* _Your goal_
Would you count how many lines of the material below hold the string "Result"? Give only the number.

----------------

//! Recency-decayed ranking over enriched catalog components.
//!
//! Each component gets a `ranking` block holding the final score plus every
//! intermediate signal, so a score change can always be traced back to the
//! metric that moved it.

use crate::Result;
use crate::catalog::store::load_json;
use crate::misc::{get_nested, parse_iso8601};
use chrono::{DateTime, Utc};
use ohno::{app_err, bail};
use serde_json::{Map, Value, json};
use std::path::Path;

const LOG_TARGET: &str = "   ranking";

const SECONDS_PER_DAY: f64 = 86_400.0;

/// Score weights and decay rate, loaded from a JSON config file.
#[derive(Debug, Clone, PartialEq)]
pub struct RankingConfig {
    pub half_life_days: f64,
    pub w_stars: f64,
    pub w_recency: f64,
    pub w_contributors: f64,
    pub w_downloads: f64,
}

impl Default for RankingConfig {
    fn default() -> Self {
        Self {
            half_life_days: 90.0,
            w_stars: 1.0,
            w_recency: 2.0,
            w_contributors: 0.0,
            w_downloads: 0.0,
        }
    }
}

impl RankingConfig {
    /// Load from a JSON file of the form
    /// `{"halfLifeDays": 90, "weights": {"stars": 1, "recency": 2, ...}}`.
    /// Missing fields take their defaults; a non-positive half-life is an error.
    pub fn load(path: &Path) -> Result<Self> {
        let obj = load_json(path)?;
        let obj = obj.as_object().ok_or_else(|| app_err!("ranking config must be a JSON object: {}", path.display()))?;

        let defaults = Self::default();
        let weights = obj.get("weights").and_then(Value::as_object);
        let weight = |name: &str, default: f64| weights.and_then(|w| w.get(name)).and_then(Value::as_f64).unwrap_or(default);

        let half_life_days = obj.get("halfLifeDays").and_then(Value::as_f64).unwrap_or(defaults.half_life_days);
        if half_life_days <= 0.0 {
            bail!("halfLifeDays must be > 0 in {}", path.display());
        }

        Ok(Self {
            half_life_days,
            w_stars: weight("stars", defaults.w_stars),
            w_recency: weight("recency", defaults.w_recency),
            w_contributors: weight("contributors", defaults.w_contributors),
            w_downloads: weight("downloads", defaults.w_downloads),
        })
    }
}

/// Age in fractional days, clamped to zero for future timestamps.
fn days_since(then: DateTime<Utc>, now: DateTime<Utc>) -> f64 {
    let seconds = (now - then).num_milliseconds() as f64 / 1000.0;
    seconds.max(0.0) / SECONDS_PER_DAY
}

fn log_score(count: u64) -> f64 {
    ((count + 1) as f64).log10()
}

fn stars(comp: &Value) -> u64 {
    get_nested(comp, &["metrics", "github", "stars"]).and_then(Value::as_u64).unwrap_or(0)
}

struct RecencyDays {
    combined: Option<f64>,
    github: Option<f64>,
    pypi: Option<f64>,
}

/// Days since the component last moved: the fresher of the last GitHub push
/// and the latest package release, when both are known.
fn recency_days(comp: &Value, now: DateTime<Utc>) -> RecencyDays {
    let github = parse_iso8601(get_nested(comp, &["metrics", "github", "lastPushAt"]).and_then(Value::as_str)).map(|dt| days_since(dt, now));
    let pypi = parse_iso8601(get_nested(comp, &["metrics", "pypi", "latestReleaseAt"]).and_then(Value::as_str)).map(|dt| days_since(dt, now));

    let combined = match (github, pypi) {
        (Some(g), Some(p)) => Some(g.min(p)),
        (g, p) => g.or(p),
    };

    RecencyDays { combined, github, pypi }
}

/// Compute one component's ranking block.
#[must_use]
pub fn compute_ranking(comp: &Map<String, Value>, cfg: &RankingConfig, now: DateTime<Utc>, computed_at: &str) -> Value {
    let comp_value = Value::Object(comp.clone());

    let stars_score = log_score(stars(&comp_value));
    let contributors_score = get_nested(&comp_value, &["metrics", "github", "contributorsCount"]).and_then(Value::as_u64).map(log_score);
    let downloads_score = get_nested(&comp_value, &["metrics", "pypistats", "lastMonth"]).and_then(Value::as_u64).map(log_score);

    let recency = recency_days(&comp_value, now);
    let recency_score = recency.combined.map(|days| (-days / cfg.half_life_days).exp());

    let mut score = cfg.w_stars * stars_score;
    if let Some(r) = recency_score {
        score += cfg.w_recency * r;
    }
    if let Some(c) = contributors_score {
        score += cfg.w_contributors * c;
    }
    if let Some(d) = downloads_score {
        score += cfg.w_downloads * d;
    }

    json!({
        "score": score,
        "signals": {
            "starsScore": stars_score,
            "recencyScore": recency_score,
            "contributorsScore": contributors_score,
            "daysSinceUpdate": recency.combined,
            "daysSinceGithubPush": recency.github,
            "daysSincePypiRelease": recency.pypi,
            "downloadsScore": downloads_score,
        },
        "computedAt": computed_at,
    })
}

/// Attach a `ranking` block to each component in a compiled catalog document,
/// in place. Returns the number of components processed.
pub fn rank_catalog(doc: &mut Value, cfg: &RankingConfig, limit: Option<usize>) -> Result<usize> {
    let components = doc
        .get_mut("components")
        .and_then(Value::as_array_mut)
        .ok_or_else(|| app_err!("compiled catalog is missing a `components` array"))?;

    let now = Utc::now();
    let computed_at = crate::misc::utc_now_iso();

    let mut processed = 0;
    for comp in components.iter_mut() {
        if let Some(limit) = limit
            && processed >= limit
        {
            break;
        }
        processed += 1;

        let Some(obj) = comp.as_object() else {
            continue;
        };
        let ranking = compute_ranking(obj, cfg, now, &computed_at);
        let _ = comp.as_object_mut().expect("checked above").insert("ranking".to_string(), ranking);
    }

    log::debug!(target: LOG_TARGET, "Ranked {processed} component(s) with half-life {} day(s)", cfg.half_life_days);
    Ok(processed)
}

----------------

* _Problem solution_
3